Si tratta del quarto anno consecutivo in cui gli analisti degli Osservatori Digital Transformation Academy e Startup Intelligence della School of Management del Politecnico di Milano, in collaborazione con PoliHub, registrano crescite degli investimenti per il digitale. Come vedremo, è stato sottolineato, per gestire i processi di innovazione le imprese prevedono di aprirsi a nuove idee e a modelli organizzativi collaborativi, provenienti in particolare da startup, università-centri di ricerca, aziende non concorrenti.

Più nello specifico, attraverso le risposte di oltre 800 Chief Innovation Officer, Chief Information Officer, imprenditori e C-Level, l’indagine ha fotografato l’innovazione digitale nelle imprese italiane in termini di risorse impiegate e modalità di governance, studiando, da un lato, il livello di adozione di nuovi modelli per gestire l’innovazione e, dall’altro, l’evoluzione della collaborazione tra startup e aziende consolidate in Italia.

“La trasformazione digitale – ha commentato Mariano Corso, Responsabile Scientifico dell’Osservatorio Digital Transformation Academy – è in pieno fermento anche nel nostro Paese e i trend positivi negli investimenti dimostrano i risultati concreti di questa scelta. Le imprese devono saperla accogliere, adottando il modello dell’open company: un’organizzazione agile e inclusiva, capace di ingaggiare l’intera popolazione aziendale, aprendosi agli stimoli provenienti da un ecosistema eterogeneo e in trasformazione. Le imprese si stanno aprendo verso gli attori esterni, in particolare università e startup, ma devono riuscire a trasformarsi anche internamente con una nuova cultura dell’innovazione e modelli organizzativi capaci di reagire e riconfigurarsi velocemente”.

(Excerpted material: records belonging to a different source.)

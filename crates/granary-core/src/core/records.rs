// crates/granary-core/src/core/records.rs
// ============================================================================
// Module: Granary Entity Records
// Description: Plain-data records mirroring the store's logical tables.
// Purpose: Carry rows between the store backends and the broker core.
// Dependencies: serde, serde_json, crate::core
// ============================================================================

//! ## Overview
//! One record type per logical table. Records are owned snapshots; the
//! store never hands out references into live database state. Opaque
//! descriptors (destination and consumer descriptors, property values)
//! are carried as JSON values so a backup written by one backend can be
//! restored by another.

// ============================================================================
// SECTION: Imports
// ============================================================================

use serde::Deserialize;
use serde::Serialize;

use crate::core::identifiers::BrokerId;
use crate::core::identifiers::ConsumerId;
use crate::core::identifiers::DestinationId;
use crate::core::identifiers::MessageId;
use crate::core::identifiers::SessionId;
use crate::core::identifiers::TransactionId;
use crate::core::state::BrokerState;
use crate::core::state::DeliveryState;
use crate::core::state::TransactionState;
use crate::core::state::TransactionType;

// ============================================================================
// SECTION: Message
// ============================================================================

/// Persisted message row.
///
/// # Invariants
/// - `id` is globally unique across all destinations and sessions.
/// - Immutable once stored except `destination` (on move) and the
///   transaction tag.
#[derive(Debug, Clone, PartialEq, Eq, Serialize, Deserialize)]
pub struct MessageRecord {
    /// Content-addressed system message identifier.
    pub id: MessageId,
    /// Destination the message currently belongs to.
    pub destination: DestinationId,
    /// Opaque packet bytes.
    pub payload: Vec<u8>,
    /// Packet size in bytes as reported by the session layer.
    pub size: u64,
    /// Owning store session.
    pub store_session: SessionId,
    /// Transaction the message was produced under, if any.
    pub transaction: Option<TransactionId>,
    /// Creation timestamp in unix milliseconds.
    pub created_at: i64,
}

/// Count and aggregate byte total for a destination's stored messages.
#[derive(Debug, Clone, Copy, PartialEq, Eq, Serialize, Deserialize)]
pub struct StorageInfo {
    /// Number of stored messages.
    pub count: u64,
    /// Aggregate payload bytes.
    pub bytes: u64,
}

// ============================================================================
// SECTION: Consumer State
// ============================================================================

/// Per-consumer delivery/acknowledgement row for one message.
///
/// # Invariants
/// - `(message, consumer)` is unique.
/// - Always references an existing message row.
#[derive(Debug, Clone, PartialEq, Eq, Serialize, Deserialize)]
pub struct ConsumerStateRecord {
    /// Message the state applies to.
    pub message: MessageId,
    /// Consumer the state applies to.
    pub consumer: ConsumerId,
    /// Delivery progress.
    pub state: DeliveryState,
    /// Transaction the acknowledgement is tagged with, if any.
    pub transaction: Option<TransactionId>,
    /// Creation timestamp in unix milliseconds.
    pub created_at: i64,
}

/// Acknowledgement tagged with a transaction, as returned by ack queries.
#[derive(Debug, Clone, PartialEq, Eq, Serialize, Deserialize)]
pub struct TransactionAck {
    /// Acknowledged message.
    pub message: MessageId,
    /// Acknowledging consumer.
    pub consumer: ConsumerId,
}

// ============================================================================
// SECTION: Transaction
// ============================================================================

/// Participant broker entry in a cluster transaction.
///
/// # Invariants
/// - `completed` flips to `true` exactly once per participant.
#[derive(Debug, Clone, PartialEq, Eq, Serialize, Deserialize)]
pub struct TransactionBroker {
    /// Participant broker.
    pub broker: BrokerId,
    /// Whether this participant has completed its part.
    pub completed: bool,
}

/// Persisted transaction row.
///
/// # Invariants
/// - `Cluster`/`Remote` transactions carry either `home_broker` or a
///   non-empty `participants` list, never both inconsistently.
#[derive(Debug, Clone, PartialEq, Eq, Serialize, Deserialize)]
pub struct TransactionRecord {
    /// Transaction identifier.
    pub id: TransactionId,
    /// Transaction scope.
    pub txn_type: TransactionType,
    /// Lifecycle state.
    pub state: TransactionState,
    /// Whether the broker auto-rolls the transaction back on restart.
    pub auto_rollback: bool,
    /// Distributed transaction branch identifier, if any.
    pub xid: Option<String>,
    /// Home broker for remote transactions.
    pub home_broker: Option<BrokerId>,
    /// Participant brokers for cluster transactions.
    pub participants: Vec<TransactionBroker>,
    /// Owning store session.
    pub store_session: SessionId,
    /// Expiration timestamp in unix milliseconds (0 = never).
    pub expires_at: i64,
    /// Last-accessed timestamp in unix milliseconds.
    pub accessed_at: i64,
}

/// Message/acknowledgement usage counts for one transaction.
#[derive(Debug, Clone, Copy, PartialEq, Eq, Serialize, Deserialize)]
pub struct TransactionUsageInfo {
    /// Messages produced under the transaction.
    pub message_count: u64,
    /// Acknowledgements tagged with the transaction.
    pub ack_count: u64,
}

// ============================================================================
// SECTION: Destination & Consumer
// ============================================================================

/// Persisted destination row.
#[derive(Debug, Clone, PartialEq, Serialize, Deserialize)]
pub struct DestinationRecord {
    /// Destination identifier.
    pub id: DestinationId,
    /// Opaque destination descriptor.
    pub descriptor: serde_json::Value,
    /// Whether the destination is local to its owning broker.
    pub is_local: bool,
    /// Owning connection for temporary destinations.
    pub connection_id: Option<u64>,
    /// Owning store session for local destinations.
    pub store_session: Option<SessionId>,
    /// Creation timestamp in unix milliseconds.
    pub created_at: i64,
    /// Last client-attach timestamp for temporary destinations, in unix
    /// milliseconds.
    pub connected_at: Option<i64>,
}

/// Persisted durable-consumer row.
#[derive(Debug, Clone, PartialEq, Serialize, Deserialize)]
pub struct ConsumerRecord {
    /// Consumer identifier.
    pub id: ConsumerId,
    /// Opaque consumer descriptor.
    pub descriptor: serde_json::Value,
    /// Durable subscription name, if durable.
    pub durable_name: Option<String>,
    /// Client identifier the subscription is scoped to.
    pub client_id: Option<String>,
    /// Creation timestamp in unix milliseconds.
    pub created_at: i64,
}

// ============================================================================
// SECTION: Broker & Store Session
// ============================================================================

/// Persisted broker membership row.
///
/// # Invariants
/// - `takeover_broker` is set while (and after) another broker holds the
///   takeover lock on this row.
#[derive(Debug, Clone, PartialEq, Eq, Serialize, Deserialize)]
pub struct BrokerInfo {
    /// Broker identifier.
    pub id: BrokerId,
    /// Broker service URL.
    pub url: String,
    /// Broker version code.
    pub version: u32,
    /// Lifecycle state, including the takeover sub-machine.
    pub state: BrokerState,
    /// Current store session owned by the broker, if known.
    pub session: Option<SessionId>,
    /// Last heartbeat timestamp in unix milliseconds.
    pub heartbeat_at: i64,
    /// Broker currently taking this one over, if any.
    pub takeover_broker: Option<BrokerId>,
}

/// Persisted store-session ownership row.
///
/// # Invariants
/// - Exactly one session per broker is current in non-partitioned mode;
///   partitioned brokers own several concurrent sessions.
#[derive(Debug, Clone, PartialEq, Eq, Serialize, Deserialize)]
pub struct StoreSessionRecord {
    /// Session identifier.
    pub id: SessionId,
    /// Owning broker.
    pub broker: BrokerId,
    /// Whether this is the broker's current (active) session.
    pub is_current: bool,
    /// Identity of the creator recorded at session creation.
    pub created_by: String,
    /// Creation timestamp in unix milliseconds.
    pub created_at: i64,
}

// ============================================================================
// SECTION: Auxiliary Records
// ============================================================================

/// Append-only cluster configuration change record.
#[derive(Debug, Clone, PartialEq, Eq, Serialize, Deserialize)]
pub struct ConfigChangeRecord {
    /// Record timestamp in unix milliseconds; defines the journal order.
    pub created_at: i64,
    /// Opaque record bytes.
    pub record: Vec<u8>,
}

/// JMS-bridge transaction-manager log record.
#[derive(Debug, Clone, PartialEq, Eq, Serialize, Deserialize)]
pub struct BridgeLogRecord {
    /// Global transaction branch key.
    pub xid: String,
    /// Opaque log record bytes.
    pub log: Vec<u8>,
    /// Bridge service name.
    pub name: String,
    /// Broker that wrote the record.
    pub broker: BrokerId,
    /// Creation timestamp in unix milliseconds.
    pub created_at: i64,
    /// Last-update timestamp in unix milliseconds.
    pub updated_at: i64,
}

// ============================================================================
// SECTION: Takeover Records
// ============================================================================

/// Snapshot of a target broker row taken when the takeover lock is
/// acquired.
///
/// The snapshot is what makes takeover compensable: a failed takeover
/// restores the target's original state and heartbeat from it.
#[derive(Debug, Clone, PartialEq, Eq)]
pub struct TakeoverSnapshot {
    /// Target broker row as it was before the lock flip.
    pub saved: BrokerInfo,
    /// Timestamp at which the lock was acquired, in unix milliseconds.
    pub locked_at: i64,
}

/// Everything a new owner learns while taking over a target's store.
#[derive(Debug, Clone, PartialEq)]
pub struct TakeoverStoreInfo {
    /// Broker whose store was taken over.
    pub target: BrokerId,
    /// Snapshot of the target row from lock acquisition.
    pub snapshot: TakeoverSnapshot,
    /// Local destinations claimed from the target.
    pub destinations: Vec<DestinationRecord>,
    /// Claimed message IDs mapped to their destination.
    pub messages: Vec<(MessageId, DestinationId)>,
    /// Transactions claimed from the target.
    pub transactions: Vec<TransactionId>,
    /// Remote transactions claimed from the target.
    pub remote_transactions: Vec<TransactionId>,
    /// Store sessions reassigned to the new owner.
    pub sessions: Vec<SessionId>,
}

“Le imprese – ha affermato Alessandra Luksch, Direttore degli Osservatori Digital Transformation Academy e Startup Intelligence – agiscono sulla propria organizzazione per migliorare la capacità di innovare, di guardare all’esterno, ma anche di comunicare all’interno, poiché questo appare oggi lo scoglio più difficile da superare. Per tutto questo, le organizzazioni stanno introducendo ruoli dedicati, gli Innovation Manager, che oggi più che arrogare su di sé il ruolo di innovatore sono tenuti soprattutto a intercettare nuove opportunità, sviluppare talenti nascosti e spingere instancabilmente per un radicale cambiamento culturale e di mentalità, diffondendo un modello in cui ognuno sia imprenditore e contribuisca all’innovazione”.

Focus sul budget ICT 2020 delle aziende italiane

Come anticipato nelle stime per il 2020 gli investimenti in ICT cresceranno di poco meno del 3% (un ritmo più elevato di quello del 2018 che era pari al +2,6%).

Guardando più nel dettaglio dei dati il 27% del campione prevede un aumento del budget superiore al 10%, il 18% compreso fra l’1% e il 10%, il 47% lo lascerà invariato e soltanto l’8% lo diminuirà.

Osservando le percentuali che indicano le priorità di spesa nei budget ICT per le grandi aziende italiane vi sono in particolare Big data analytics (evidenziato dal 42%), Cyber security (36%), sistemi Erp (29%) e Crm (29%). Seguono poi Data center, Mobile business, Cloud, eCommerce, Industria 4.0, Intelligenza artificiale e Machine learning; ancora marginale la Blockchain (3%) e in calo lo Smart working (10%) ormai diffuso.

Le PMI si concentrano invece sui sistemi Erp (37%), Crm (28%), Mobile business (24%), mentre Intelligenza artificiale e Machine learning sono in fondo alle priorità di spesa.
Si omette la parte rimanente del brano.